SALT LAKE CITY -- For every 1,000 deliveries in the United States between 1991 and 2000, 4.6 women experienced severe morbidity, Dr. William M. Callaghan said at the annual meeting of the Society for Pediatric and Perinatal Epidemiologic Research.
Even relatively uncommon complications of pregnancy will impact large numbers of women, and hospitals should know where to focus their attention concerning these issues, said Dr. Callaghan of the Division of Reproductive Health, Centers for Disease Control and Prevention, Atlanta.
He used data from the National Hospital Discharge Survey to examine ICD-9 codes and identify women who likely had severe morbidity during or shortly after delivery.
The severe morbidity rate was based on a 3-day hospital stay, which was above the median length of stay for a pregnancy.
On examination of approximately 318,000 records, it was found that nearly 1,500 women experienced severe morbidity.

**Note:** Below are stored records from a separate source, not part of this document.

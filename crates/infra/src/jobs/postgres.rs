//! Postgres-backed job store.
//!
//! Claim is one statement: a `SELECT ... FOR UPDATE SKIP LOCKED` picks the
//! candidate rows and the surrounding `UPDATE` stamps a fresh claim token on
//! them. Competing workers skip rows another transaction has locked, so a
//! row is handed to at most one worker per lease.
//!
//! ## Error Mapping
//!
//! | SQLx Error | PostgreSQL Error Code | JobStoreError |
//! |------------|----------------------|---------------|
//! | Database (unique violation on enqueue) | `23505` | `AlreadyExists` |
//! | Database (other) | Any other | `Storage` |
//! | PoolClosed / other | N/A | `Storage` |
//!
//! A conditional statement that matches no row (token mismatch, lease already
//! expired) maps to `ClaimLost`.
//!
//! ## Clock
//!
//! Every timestamp the claim query compares (`enqueued_at`, `available_at`,
//! `lease_expires_at`) is taken from the database clock. A job's delay is
//! sent as a relative interval so app-host skew cannot make it claimable
//! early or late.
//!
//! ## Sync bridge
//!
//! [`JobStore`] is synchronous because workers are plain threads. Calls are
//! driven on the runtime handle captured at construction, so async callers
//! go through `spawn_blocking`; the `*_async` methods are usable directly.

use std::future::Future;
use std::sync::Arc;
use std::time::Duration;

use chrono::{DateTime, Utc};
use sqlx::{PgPool, Row};
use tokio::runtime::Handle;
use tracing::instrument;

use forgeflow_core::{CorrelationId, JobId, TenantId, WorkerId};

use super::store::{JobStore, JobStoreError};
use super::types::{ClaimToken, ClaimedJob, Job, StepJob};

/// Schema for the `jobs` table.
pub const MIGRATION: &str = include_str!("../../migrations/0001_jobs.sql");

#[derive(Debug, Clone)]
pub struct PostgresJobStore {
    pool: Arc<PgPool>,
    runtime: Handle,
}

impl PostgresJobStore {
    /// Create a store driven by `runtime`.
    pub fn new(pool: PgPool, runtime: Handle) -> Self {
        Self {
            pool: Arc::new(pool),
            runtime,
        }
    }

    /// Apply the `jobs` schema (idempotent).
    pub async fn migrate(&self) -> Result<(), JobStoreError> {
        sqlx::raw_sql(MIGRATION)
            .execute(&*self.pool)
            .await
            .map_err(|e| map_sqlx_error("migrate", e))?;
        Ok(())
    }

    /// Drive `fut` on the captured runtime. Must not be called from inside an
    /// async task (worker threads and `spawn_blocking` closures are fine).
    fn block_on<F, T>(&self, fut: F) -> Result<T, JobStoreError>
    where
        F: Future<Output = Result<T, JobStoreError>>,
    {
        self.runtime.block_on(fut)
    }

    #[instrument(skip(self, job), fields(job_id = %job.id, queue = %job.queue), err)]
    pub async fn enqueue_async(&self, job: Job) -> Result<JobId, JobStoreError> {
        let payload = serde_json::to_value(&job.payload)
            .map_err(|e| JobStoreError::Storage(format!("failed to encode payload: {e}")))?;

        let delay_ms = (job.available_at - job.enqueued_at).num_milliseconds().max(0);

        sqlx::query(
            r#"
            INSERT INTO jobs (
                id, tenant_id, queue, payload, correlation_id,
                priority, enqueued_at, available_at, attempt_count
            )
            VALUES ($1, $2, $3, $4, $5, $6, now(), now() + ($7::bigint * interval '1 millisecond'), 0)
            "#,
        )
        .bind(job.id.as_uuid())
        .bind(job.tenant_id.as_uuid())
        .bind(&job.queue)
        .bind(payload)
        .bind(job.correlation_id.as_str())
        .bind(job.priority)
        .bind(delay_ms)
        .execute(&*self.pool)
        .await
        .map_err(|e| {
            if is_unique_violation(&e) {
                JobStoreError::AlreadyExists(job.id)
            } else {
                map_sqlx_error("enqueue", e)
            }
        })?;

        Ok(job.id)
    }

    #[instrument(skip(self, worker), fields(worker = %worker), err)]
    pub async fn claim_async(
        &self,
        worker: &WorkerId,
        queue: &str,
        batch_size: usize,
        lease: Duration,
    ) -> Result<Vec<ClaimedJob>, JobStoreError> {
        if batch_size == 0 {
            return Ok(Vec::new());
        }

        let rows = sqlx::query(
            r#"
            WITH candidates AS (
                SELECT id
                FROM jobs
                WHERE queue = $1
                  AND available_at <= now()
                  AND (claim_token IS NULL OR lease_expires_at <= now())
                ORDER BY priority DESC, enqueued_at ASC, id ASC
                LIMIT $2
                FOR UPDATE SKIP LOCKED
            )
            UPDATE jobs j
            SET claim_token = gen_random_uuid(),
                claimed_by = $3,
                lease_expires_at = now() + ($4::bigint * interval '1 millisecond'),
                attempt_count = j.attempt_count + 1
            FROM candidates c
            WHERE j.id = c.id
            RETURNING j.*
            "#,
        )
        .bind(queue)
        .bind(batch_size as i64)
        .bind(worker.as_str())
        .bind(lease.as_millis() as i64)
        .fetch_all(&*self.pool)
        .await
        .map_err(|e| map_sqlx_error("claim", e))?;

        let mut claimed = Vec::with_capacity(rows.len());
        for row in rows {
            let job = job_from_row(&row)?;
            let (Some(token), Some(lease_expires_at)) = (job.claim_token, job.lease_expires_at)
            else {
                return Err(JobStoreError::Storage(format!(
                    "claimed row {} has no claim token",
                    job.id
                )));
            };
            claimed.push(ClaimedJob {
                job,
                token,
                lease_expires_at,
            });
        }
        // RETURNING does not preserve the CTE order.
        claimed.sort_by_key(|c| (std::cmp::Reverse(c.job.priority), c.job.enqueued_at, c.job.id));
        Ok(claimed)
    }

    pub async fn ack_async(&self, job_id: JobId, token: ClaimToken) -> Result<(), JobStoreError> {
        let result = sqlx::query("DELETE FROM jobs WHERE id = $1 AND claim_token = $2")
            .bind(job_id.as_uuid())
            .bind(token.as_uuid())
            .execute(&*self.pool)
            .await
            .map_err(|e| map_sqlx_error("ack", e))?;

        if result.rows_affected() == 0 {
            return Err(JobStoreError::ClaimLost(job_id));
        }
        Ok(())
    }

    pub async fn nack_async(
        &self,
        job_id: JobId,
        token: ClaimToken,
        retry_after: Duration,
    ) -> Result<(), JobStoreError> {
        let result = sqlx::query(
            r#"
            UPDATE jobs
            SET claim_token = NULL,
                claimed_by = NULL,
                lease_expires_at = NULL,
                available_at = now() + ($3::bigint * interval '1 millisecond')
            WHERE id = $1 AND claim_token = $2
            "#,
        )
        .bind(job_id.as_uuid())
        .bind(token.as_uuid())
        .bind(retry_after.as_millis() as i64)
        .execute(&*self.pool)
        .await
        .map_err(|e| map_sqlx_error("nack", e))?;

        if result.rows_affected() == 0 {
            return Err(JobStoreError::ClaimLost(job_id));
        }
        Ok(())
    }

    pub async fn extend_lease_async(
        &self,
        job_id: JobId,
        token: ClaimToken,
        lease: Duration,
    ) -> Result<DateTime<Utc>, JobStoreError> {
        let row = sqlx::query(
            r#"
            UPDATE jobs
            SET lease_expires_at = now() + ($3::bigint * interval '1 millisecond')
            WHERE id = $1 AND claim_token = $2 AND lease_expires_at > now()
            RETURNING lease_expires_at
            "#,
        )
        .bind(job_id.as_uuid())
        .bind(token.as_uuid())
        .bind(lease.as_millis() as i64)
        .fetch_optional(&*self.pool)
        .await
        .map_err(|e| map_sqlx_error("extend_lease", e))?;

        match row {
            Some(row) => row
                .try_get("lease_expires_at")
                .map_err(|e| map_sqlx_error("extend_lease", e)),
            None => Err(JobStoreError::ClaimLost(job_id)),
        }
    }

    pub async fn get_async(&self, job_id: JobId) -> Result<Option<Job>, JobStoreError> {
        let row = sqlx::query("SELECT * FROM jobs WHERE id = $1")
            .bind(job_id.as_uuid())
            .fetch_optional(&*self.pool)
            .await
            .map_err(|e| map_sqlx_error("get", e))?;

        row.as_ref().map(job_from_row).transpose()
    }

    pub async fn depth_async(&self, queue: &str) -> Result<usize, JobStoreError> {
        let row = sqlx::query("SELECT COUNT(*) AS depth FROM jobs WHERE queue = $1")
            .bind(queue)
            .fetch_one(&*self.pool)
            .await
            .map_err(|e| map_sqlx_error("depth", e))?;

        let depth: i64 = row.try_get("depth").map_err(|e| map_sqlx_error("depth", e))?;
        Ok(depth.max(0) as usize)
    }
}

impl JobStore for PostgresJobStore {
    fn enqueue(&self, job: Job) -> Result<JobId, JobStoreError> {
        self.block_on(self.enqueue_async(job))
    }

    fn claim(
        &self,
        worker: &WorkerId,
        queue: &str,
        batch_size: usize,
        lease: Duration,
    ) -> Result<Vec<ClaimedJob>, JobStoreError> {
        self.block_on(self.claim_async(worker, queue, batch_size, lease))
    }

    fn ack(&self, job_id: JobId, token: ClaimToken) -> Result<(), JobStoreError> {
        self.block_on(self.ack_async(job_id, token))
    }

    fn nack(
        &self,
        job_id: JobId,
        token: ClaimToken,
        retry_after: Duration,
    ) -> Result<(), JobStoreError> {
        self.block_on(self.nack_async(job_id, token, retry_after))
    }

    fn extend_lease(
        &self,
        job_id: JobId,
        token: ClaimToken,
        lease: Duration,
    ) -> Result<DateTime<Utc>, JobStoreError> {
        self.block_on(self.extend_lease_async(job_id, token, lease))
    }

    fn get(&self, job_id: JobId) -> Result<Option<Job>, JobStoreError> {
        self.block_on(self.get_async(job_id))
    }

    fn depth(&self, queue: &str) -> Result<usize, JobStoreError> {
        self.block_on(self.depth_async(queue))
    }
}

fn job_from_row(row: &sqlx::postgres::PgRow) -> Result<Job, JobStoreError> {
    let read = |e: sqlx::Error| map_sqlx_error("decode_job", e);

    let payload: serde_json::Value = row.try_get("payload").map_err(read)?;
    let payload: StepJob = serde_json::from_value(payload)
        .map_err(|e| JobStoreError::Storage(format!("failed to decode payload: {e}")))?;
    let correlation_id: String = row.try_get("correlation_id").map_err(read)?;
    let claim_token: Option<uuid::Uuid> = row.try_get("claim_token").map_err(read)?;
    let claimed_by: Option<String> = row.try_get("claimed_by").map_err(read)?;
    let attempt_count: i32 = row.try_get("attempt_count").map_err(read)?;

    Ok(Job {
        id: JobId::from_uuid(row.try_get("id").map_err(read)?),
        tenant_id: TenantId::from_uuid(row.try_get("tenant_id").map_err(read)?),
        queue: row.try_get("queue").map_err(read)?,
        payload,
        correlation_id: CorrelationId::new(correlation_id),
        priority: row.try_get("priority").map_err(read)?,
        enqueued_at: row.try_get("enqueued_at").map_err(read)?,
        available_at: row.try_get("available_at").map_err(read)?,
        claim_token: claim_token.map(ClaimToken::from_uuid),
        claimed_by: claimed_by.map(WorkerId::new),
        lease_expires_at: row.try_get("lease_expires_at").map_err(read)?,
        attempt_count: attempt_count.max(0) as u32,
    })
}

fn is_unique_violation(err: &sqlx::Error) -> bool {
    match err {
        sqlx::Error::Database(db_err) => db_err.code().as_deref() == Some("23505"),
        _ => false,
    }
}

/// Map SQLx errors to JobStoreError.
fn map_sqlx_error(operation: &str, err: sqlx::Error) -> JobStoreError {
    match err {
        sqlx::Error::Database(db_err) => JobStoreError::Storage(format!(
            "database error in {}: {}",
            operation,
            db_err.message()
        )),
        sqlx::Error::PoolClosed => {
            JobStoreError::Storage(format!("connection pool closed in {}", operation))
        }
        _ => JobStoreError::Storage(format!("sqlx error in {}: {}", operation, err)),
    }
}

Of these, almost 17% had a code for eclampsia.
Respiratory failure, sepsis, renal failure, and cardiac arrest were among other causes of severe morbidity. In addition, nearly half of the women received transfusions, although the transfusion may have been as little as one unit of blood. Dr. Callaghan noted during the meeting.
Older women, black women, and women with other than private insurance had a higher incidence of morbidity than their counterparts, as did women who delivered later in the decade.
The incidence of severe morbidity increased gradually during the last 4 years of the study, however, the reason for this increase was unclear, according to Dr. Callaghan.
He suggested that hospitals should use discharge codes to monitor severe morbidity, despite some limitations, as a way to review what types of services are being used and how to improve them.
"Identification and review of women with severe morbidity has potential to provide insight into opportunities for prevention along the continuum of morbidity." Dr. Callaghansaid.